++++ Material for the task ++++
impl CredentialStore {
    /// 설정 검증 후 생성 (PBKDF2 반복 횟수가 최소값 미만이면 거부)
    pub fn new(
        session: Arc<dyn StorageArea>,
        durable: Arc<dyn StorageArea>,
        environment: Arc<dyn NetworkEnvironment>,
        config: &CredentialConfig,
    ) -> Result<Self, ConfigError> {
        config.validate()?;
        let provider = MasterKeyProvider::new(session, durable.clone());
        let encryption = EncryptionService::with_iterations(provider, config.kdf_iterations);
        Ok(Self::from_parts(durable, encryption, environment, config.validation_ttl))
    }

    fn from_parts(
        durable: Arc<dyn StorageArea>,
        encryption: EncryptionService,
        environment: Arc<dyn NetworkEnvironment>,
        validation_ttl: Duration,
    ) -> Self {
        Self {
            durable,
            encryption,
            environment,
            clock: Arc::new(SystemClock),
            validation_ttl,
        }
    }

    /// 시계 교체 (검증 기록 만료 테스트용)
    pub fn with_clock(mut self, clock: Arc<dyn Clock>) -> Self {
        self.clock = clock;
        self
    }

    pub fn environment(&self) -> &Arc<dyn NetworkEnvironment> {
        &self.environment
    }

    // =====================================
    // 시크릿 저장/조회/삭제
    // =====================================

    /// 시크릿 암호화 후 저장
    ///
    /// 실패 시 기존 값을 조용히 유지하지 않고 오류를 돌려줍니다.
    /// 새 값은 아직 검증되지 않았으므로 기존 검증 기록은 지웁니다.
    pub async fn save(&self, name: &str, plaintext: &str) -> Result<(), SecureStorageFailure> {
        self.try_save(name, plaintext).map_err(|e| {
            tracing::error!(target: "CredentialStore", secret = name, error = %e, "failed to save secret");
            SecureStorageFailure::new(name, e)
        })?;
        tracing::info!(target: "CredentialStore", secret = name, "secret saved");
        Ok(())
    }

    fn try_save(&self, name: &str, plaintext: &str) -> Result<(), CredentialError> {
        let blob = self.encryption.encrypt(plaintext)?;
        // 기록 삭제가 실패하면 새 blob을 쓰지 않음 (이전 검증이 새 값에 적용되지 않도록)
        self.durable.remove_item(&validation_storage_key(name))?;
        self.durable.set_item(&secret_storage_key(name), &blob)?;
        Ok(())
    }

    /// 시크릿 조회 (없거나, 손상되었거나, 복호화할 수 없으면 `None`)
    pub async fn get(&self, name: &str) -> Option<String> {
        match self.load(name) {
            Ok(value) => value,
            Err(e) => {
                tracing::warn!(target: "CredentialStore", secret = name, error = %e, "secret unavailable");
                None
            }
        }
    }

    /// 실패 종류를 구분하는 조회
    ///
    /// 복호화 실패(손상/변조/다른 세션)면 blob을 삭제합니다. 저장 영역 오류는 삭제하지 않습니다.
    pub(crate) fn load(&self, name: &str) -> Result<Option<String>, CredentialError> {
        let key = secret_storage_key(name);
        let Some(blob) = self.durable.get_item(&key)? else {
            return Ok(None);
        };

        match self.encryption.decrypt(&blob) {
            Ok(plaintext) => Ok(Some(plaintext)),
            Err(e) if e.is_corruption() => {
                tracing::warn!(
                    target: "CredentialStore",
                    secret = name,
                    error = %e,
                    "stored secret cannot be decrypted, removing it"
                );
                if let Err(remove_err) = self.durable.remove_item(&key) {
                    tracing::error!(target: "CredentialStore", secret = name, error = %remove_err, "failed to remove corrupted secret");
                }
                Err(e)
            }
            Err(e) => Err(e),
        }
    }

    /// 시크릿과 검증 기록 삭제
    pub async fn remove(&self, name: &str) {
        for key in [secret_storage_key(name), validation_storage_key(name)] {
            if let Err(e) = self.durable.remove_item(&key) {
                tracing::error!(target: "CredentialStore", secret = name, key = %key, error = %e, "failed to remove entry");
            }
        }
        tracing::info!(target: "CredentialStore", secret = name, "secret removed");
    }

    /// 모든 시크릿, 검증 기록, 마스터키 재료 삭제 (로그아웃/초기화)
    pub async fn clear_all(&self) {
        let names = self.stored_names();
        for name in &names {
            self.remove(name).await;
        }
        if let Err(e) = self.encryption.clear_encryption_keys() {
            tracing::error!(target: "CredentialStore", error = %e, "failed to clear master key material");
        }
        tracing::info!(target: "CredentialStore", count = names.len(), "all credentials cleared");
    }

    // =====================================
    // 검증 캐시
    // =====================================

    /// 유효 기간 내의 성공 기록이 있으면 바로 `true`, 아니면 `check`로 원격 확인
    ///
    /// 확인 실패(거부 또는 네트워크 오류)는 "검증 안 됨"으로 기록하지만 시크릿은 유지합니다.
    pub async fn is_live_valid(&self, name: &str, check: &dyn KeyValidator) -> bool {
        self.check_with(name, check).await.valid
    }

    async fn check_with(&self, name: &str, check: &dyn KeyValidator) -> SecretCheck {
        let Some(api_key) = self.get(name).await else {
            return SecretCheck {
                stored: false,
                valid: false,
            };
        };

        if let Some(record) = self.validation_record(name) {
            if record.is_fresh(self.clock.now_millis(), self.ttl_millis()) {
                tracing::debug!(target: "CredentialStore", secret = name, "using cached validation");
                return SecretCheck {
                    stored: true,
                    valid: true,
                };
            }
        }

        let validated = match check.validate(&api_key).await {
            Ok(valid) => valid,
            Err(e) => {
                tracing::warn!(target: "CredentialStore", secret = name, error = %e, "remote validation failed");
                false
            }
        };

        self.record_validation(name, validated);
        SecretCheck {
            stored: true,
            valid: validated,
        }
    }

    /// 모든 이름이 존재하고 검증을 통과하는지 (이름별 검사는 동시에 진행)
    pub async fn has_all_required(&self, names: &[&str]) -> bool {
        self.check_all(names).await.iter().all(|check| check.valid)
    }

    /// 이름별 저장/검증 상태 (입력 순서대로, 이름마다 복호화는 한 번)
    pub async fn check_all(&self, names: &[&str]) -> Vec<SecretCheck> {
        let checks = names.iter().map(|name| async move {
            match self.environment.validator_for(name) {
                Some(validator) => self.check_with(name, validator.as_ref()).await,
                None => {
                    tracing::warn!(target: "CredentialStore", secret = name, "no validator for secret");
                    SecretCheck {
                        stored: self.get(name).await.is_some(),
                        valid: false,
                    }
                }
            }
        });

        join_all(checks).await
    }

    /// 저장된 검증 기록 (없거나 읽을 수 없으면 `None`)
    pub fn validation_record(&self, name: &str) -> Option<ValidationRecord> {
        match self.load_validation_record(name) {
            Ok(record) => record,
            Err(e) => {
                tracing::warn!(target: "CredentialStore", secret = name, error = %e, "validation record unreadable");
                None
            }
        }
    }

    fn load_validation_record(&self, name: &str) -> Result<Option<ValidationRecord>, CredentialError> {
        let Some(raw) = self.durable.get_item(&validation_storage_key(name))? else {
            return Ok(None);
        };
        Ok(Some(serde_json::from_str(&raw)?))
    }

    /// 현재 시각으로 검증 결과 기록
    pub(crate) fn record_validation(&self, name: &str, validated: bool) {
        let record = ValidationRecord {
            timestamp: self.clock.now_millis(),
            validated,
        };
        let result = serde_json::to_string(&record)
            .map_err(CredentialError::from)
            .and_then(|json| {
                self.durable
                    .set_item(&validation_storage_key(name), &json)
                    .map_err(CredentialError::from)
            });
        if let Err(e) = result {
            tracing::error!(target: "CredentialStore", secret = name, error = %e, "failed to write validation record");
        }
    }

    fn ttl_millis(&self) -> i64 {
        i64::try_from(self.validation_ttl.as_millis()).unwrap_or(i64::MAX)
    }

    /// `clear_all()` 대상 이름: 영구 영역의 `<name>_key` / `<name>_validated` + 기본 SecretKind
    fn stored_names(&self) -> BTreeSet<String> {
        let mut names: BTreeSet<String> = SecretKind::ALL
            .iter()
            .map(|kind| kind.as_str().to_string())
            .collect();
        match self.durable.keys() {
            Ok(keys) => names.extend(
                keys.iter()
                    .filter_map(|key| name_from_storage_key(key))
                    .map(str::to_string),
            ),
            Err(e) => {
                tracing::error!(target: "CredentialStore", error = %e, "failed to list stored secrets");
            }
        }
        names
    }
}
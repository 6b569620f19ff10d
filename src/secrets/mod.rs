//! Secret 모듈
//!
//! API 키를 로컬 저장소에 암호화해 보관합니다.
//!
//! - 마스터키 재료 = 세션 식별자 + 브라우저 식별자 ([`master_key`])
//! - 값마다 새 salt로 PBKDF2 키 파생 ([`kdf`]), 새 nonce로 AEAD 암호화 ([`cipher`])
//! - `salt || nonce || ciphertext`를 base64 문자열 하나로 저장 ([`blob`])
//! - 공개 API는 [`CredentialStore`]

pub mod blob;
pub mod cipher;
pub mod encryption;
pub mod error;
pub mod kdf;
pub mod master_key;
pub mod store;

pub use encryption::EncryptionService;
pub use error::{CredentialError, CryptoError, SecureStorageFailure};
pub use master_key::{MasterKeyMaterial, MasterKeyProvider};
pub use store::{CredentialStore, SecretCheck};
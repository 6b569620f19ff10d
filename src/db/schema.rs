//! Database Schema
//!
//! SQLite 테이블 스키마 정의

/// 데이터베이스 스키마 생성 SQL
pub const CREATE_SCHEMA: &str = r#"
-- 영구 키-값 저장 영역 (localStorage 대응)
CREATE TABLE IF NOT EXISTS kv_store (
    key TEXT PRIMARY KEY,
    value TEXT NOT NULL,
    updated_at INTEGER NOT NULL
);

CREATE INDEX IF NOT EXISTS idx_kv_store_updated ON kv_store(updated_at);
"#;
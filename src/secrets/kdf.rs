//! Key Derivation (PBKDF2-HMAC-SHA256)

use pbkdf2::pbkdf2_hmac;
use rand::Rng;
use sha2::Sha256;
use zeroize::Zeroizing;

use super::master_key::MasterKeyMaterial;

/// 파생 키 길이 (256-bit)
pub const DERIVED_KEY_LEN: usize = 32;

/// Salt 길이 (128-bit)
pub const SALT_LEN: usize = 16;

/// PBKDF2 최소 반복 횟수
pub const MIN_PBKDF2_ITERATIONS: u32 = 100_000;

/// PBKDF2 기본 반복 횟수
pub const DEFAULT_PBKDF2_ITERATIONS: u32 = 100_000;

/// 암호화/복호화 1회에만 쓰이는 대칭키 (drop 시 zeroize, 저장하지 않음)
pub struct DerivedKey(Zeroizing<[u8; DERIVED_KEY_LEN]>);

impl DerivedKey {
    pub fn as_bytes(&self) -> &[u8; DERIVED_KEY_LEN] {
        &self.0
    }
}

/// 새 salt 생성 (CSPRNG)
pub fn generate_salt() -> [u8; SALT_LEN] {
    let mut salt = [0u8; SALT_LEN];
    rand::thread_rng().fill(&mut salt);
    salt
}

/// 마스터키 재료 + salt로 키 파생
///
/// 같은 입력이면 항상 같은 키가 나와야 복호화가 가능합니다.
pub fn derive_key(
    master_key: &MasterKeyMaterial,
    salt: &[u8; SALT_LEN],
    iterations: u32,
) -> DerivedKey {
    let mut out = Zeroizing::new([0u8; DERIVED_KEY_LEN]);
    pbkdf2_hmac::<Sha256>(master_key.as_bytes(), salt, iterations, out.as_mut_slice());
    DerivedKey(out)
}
++++
Task instructions:
Copy, exactly as written, the lines above, beginning with the one that contains "pub fn as_bytes(&self)" and ending with the last.

Reply:
    pub fn as_bytes(&self) -> &[u8; DERIVED_KEY_LEN] {
        &self.0
    }
}

/// 새 salt 생성 (CSPRNG)
pub fn generate_salt() -> [u8; SALT_LEN] {
    let mut salt = [0u8; SALT_LEN];
    rand::thread_rng().fill(&mut salt);
    salt
}

/// 마스터키 재료 + salt로 키 파생
///
/// 같은 입력이면 항상 같은 키가 나와야 복호화가 가능합니다.
pub fn derive_key(
    master_key: &MasterKeyMaterial,
    salt: &[u8; SALT_LEN],
    iterations: u32,
) -> DerivedKey {
    let mut out = Zeroizing::new([0u8; DERIVED_KEY_LEN]);
    pbkdf2_hmac::<Sha256>(master_key.as_bytes(), salt, iterations, out.as_mut_slice());
    DerivedKey(out)
}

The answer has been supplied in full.